§ DESCRIPTION OF THE TASK: Nothing but a number is needed: the count of lines below that include "enum".

§ Collected data:
[Start of section]

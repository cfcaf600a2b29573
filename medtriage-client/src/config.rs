//! Configuration for the client core.

use config::{Config as ConfigLoader, ConfigError, Environment, File};
use serde::Deserialize;

/// Main configuration structure for the MedTriage client.
#[derive(Debug, Clone, Deserialize)]
pub struct Config {
    #[serde(default)]
    pub api: ApiConfig,
    #[serde(default)]
    pub storage: StorageConfig,
}

impl Default for Config {
    fn default() -> Self {
        Self {
            api: ApiConfig::default(),
            storage: StorageConfig::default(),
        }
    }
}

#[derive(Debug, Clone, Deserialize)]
pub struct ApiConfig {
    /// Single origin for every endpoint (auth, triage, admin).
    #[serde(default = "default_base_url")]
    pub base_url: String,
}

impl Default for ApiConfig {
    fn default() -> Self {
        Self {
            base_url: default_base_url(),
        }
    }
}

#[derive(Debug, Clone, Deserialize)]
pub struct StorageConfig {
    /// Path of the JSON file backing the credential store.
    #[serde(default = "default_credentials_path")]
    pub credentials_path: String,
}

impl Default for StorageConfig {
    fn default() -> Self {
        Self {
            credentials_path: default_credentials_path(),
        }
    }
}

fn default_base_url() -> String {
    "http://127.0.0.1:8000".to_string()
}

fn default_credentials_path() -> String {
    "medtriage-credentials.json".to_string()
}

impl Config {
    /// Load configuration from file and environment variables.
    ///
    /// Configuration sources (in order of precedence):
    /// 1. Environment variables (MEDTRIAGE__SECTION__KEY format)
    /// 2. config.toml file (if present)
    /// 3. Built-in defaults
    pub fn load() -> Result<Self, ConfigError> {
        let config = ConfigLoader::builder()
            .set_default("api.base_url", default_base_url())?
            .set_default("storage.credentials_path", default_credentials_path())?
            .add_source(File::with_name("config").required(false))
            .add_source(
                Environment::with_prefix("MEDTRIAGE")
                    .separator("__")
                    .try_parsing(true),
            )
            .build()?;

        config.try_deserialize()
    }
}

#[cfg(test)]
mod tests {
    use super::*;

    #[test]
    fn test_default_api_config() {
        let config = Config::default();
        assert_eq!(config.api.base_url, "http://127.0.0.1:8000");
        assert_eq!(config.storage.credentials_path, "medtriage-credentials.json");
    }
}
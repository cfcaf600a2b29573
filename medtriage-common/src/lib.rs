//! MedTriage Common Types
//!
//! Shared types used by the client core and any UI shell embedding it.

pub mod auth;
pub mod record;
pub mod risk;
pub mod triage;

pub use auth::{
    LoginRequest, Profile, RegisterRequest, RegisterResponse, Role, TokenResponse, UsersTotal,
};
pub use record::{RecordAudit, RecordUser, SessionPage, TriageRecord};
pub use risk::{RiskFilter, RiskLevel};
pub use triage::{HeartTriageRequest, HeartTriageResponse, TriageRequest, TriageResponse};
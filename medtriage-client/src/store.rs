//! Durable credential storage.
//!
//! Two independent credential values coexist: the end-user bearer JWT and
//! the separately-scoped administrator token. Storage can fail (missing
//! file, permissions, corrupt content) - every operation degrades to a
//! no-op plus a logged warning rather than surfacing an error, so a broken
//! store behaves exactly like an empty one.

use std::collections::HashMap;
use std::path::{Path, PathBuf};
use std::sync::RwLock;

/// Discriminator between the two independently-held credentials.
#[derive(Debug, Clone, Copy, PartialEq, Eq, Hash)]
pub enum CredentialKind {
    /// End-user session token (a bearer JWT).
    User,
    /// Administrator token, either `Bearer <jwt>` or a raw token string.
    Admin,
}

impl CredentialKind {
    /// Storage key, shared with the original web client so credentials
    /// survive a migration between shells.
    pub fn storage_key(&self) -> &'static str {
        match self {
            CredentialKind::User => "token",
            CredentialKind::Admin => "medtriage_admin_token",
        }
    }
}

/// Key-value persistence for credentials.
///
/// Writing a value overwrites the prior one for that kind; at most one
/// value per kind exists at a time. Implementations must not panic on
/// storage failure.
pub trait CredentialStore: Send + Sync {
    fn get(&self, kind: CredentialKind) -> Option<String>;
    fn set(&self, kind: CredentialKind, value: &str);
    fn clear(&self, kind: CredentialKind);
}

/// File-backed store: a flat JSON object at a configured path.
///
/// The file is re-read on every `get` so that concurrent shells sharing
/// the path observe each other's logins/logouts; the last write wins.
pub struct FileCredentialStore {
    path: PathBuf,
}

impl FileCredentialStore {
    pub fn new(path: impl AsRef<Path>) -> Self {
        Self {
            path: path.as_ref().to_path_buf(),
        }
    }

    fn read_all(&self) -> HashMap<String, String> {
        let raw = match std::fs::read_to_string(&self.path) {
            Ok(raw) => raw,
            Err(err) if err.kind() == std::io::ErrorKind::NotFound => return HashMap::new(),
            Err(err) => {
                tracing::warn!("Failed to read credential store {:?}: {}", self.path, err);
                return HashMap::new();
            }
        };
        match serde_json::from_str(&raw) {
            Ok(map) => map,
            Err(err) => {
                tracing::warn!("Corrupt credential store {:?}: {}", self.path, err);
                HashMap::new()
            }
        }
    }

    fn write_all(&self, map: &HashMap<String, String>) {
        let serialized = match serde_json::to_string_pretty(map) {
            Ok(s) => s,
            Err(err) => {
                tracing::warn!("Failed to serialize credential store: {}", err);
                return;
            }
        };
        if let Err(err) = std::fs::write(&self.path, serialized) {
            tracing::warn!("Failed to write credential store {:?}: {}", self.path, err);
        }
    }
}

impl CredentialStore for FileCredentialStore {
    fn get(&self, kind: CredentialKind) -> Option<String> {
        self.read_all().remove(kind.storage_key())
    }

    fn set(&self, kind: CredentialKind, value: &str) {
        let mut map = self.read_all();
        map.insert(kind.storage_key().to_string(), value.to_string());
        self.write_all(&map);
    }

    fn clear(&self, kind: CredentialKind) {
        let mut map = self.read_all();
        if map.remove(kind.storage_key()).is_some() {
            self.write_all(&map);
        }
    }
}

/// In-memory store for tests and ephemeral shells.
#[derive(Default)]
pub struct MemoryCredentialStore {
    values: RwLock<HashMap<CredentialKind, String>>,
}

impl MemoryCredentialStore {
    pub fn new() -> Self {
        Self::default()
    }
}

impl CredentialStore for MemoryCredentialStore {
    fn get(&self, kind: CredentialKind) -> Option<String> {
        match self.values.read() {
            Ok(values) => values.get(&kind).cloned(),
            Err(_) => None,
        }
    }

    fn set(&self, kind: CredentialKind, value: &str) {
        if let Ok(mut values) = self.values.write() {
            values.insert(kind, value.to_string());
        }
    }

    fn clear(&self, kind: CredentialKind) {
        if let Ok(mut values) = self.values.write() {
            values.remove(&kind);
        }
    }
}

/// Admin credential with its header-construction rule.
///
/// The stored admin value is either `Bearer <jwt>` or a raw token. Instead
/// of prefix-sniffing at every call site, the value is parsed once into
/// this type; each variant knows which header it becomes. Exactly one of
/// the two headers is ever sent.
#[derive(Debug, Clone, PartialEq, Eq)]
pub enum AdminCredential {
    /// JWT sent as `Authorization: Bearer <token>`.
    Bearer(String),
    /// Legacy shared secret sent as `X-Admin-Token: <token>`.
    Raw(String),
}

impl AdminCredential {
    const BEARER_PREFIX: &'static str = "Bearer ";

    /// Parse the stored admin value into its discriminated form.
    pub fn parse(stored: &str) -> Self {
        match stored.strip_prefix(Self::BEARER_PREFIX) {
            Some(token) => AdminCredential::Bearer(token.to_string()),
            None => AdminCredential::Raw(stored.to_string()),
        }
    }

    /// Load and parse the admin credential from a store, if present.
    pub fn load(store: &dyn CredentialStore) -> Option<Self> {
        store.get(CredentialKind::Admin).map(|v| Self::parse(&v))
    }

    /// The stored string form, as written at login time.
    pub fn to_stored(&self) -> String {
        match self {
            AdminCredential::Bearer(token) => format!("{}{token}", Self::BEARER_PREFIX),
            AdminCredential::Raw(token) => token.clone(),
        }
    }

    /// Apply this credential to an outgoing request.
    pub fn apply(&self, request: reqwest::RequestBuilder) -> reqwest::RequestBuilder {
        match self {
            AdminCredential::Bearer(token) => request.bearer_auth(token),
            AdminCredential::Raw(token) => request.header("X-Admin-Token", token),
        }
    }
}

[End of section]

§ RESPONSE BOX: 2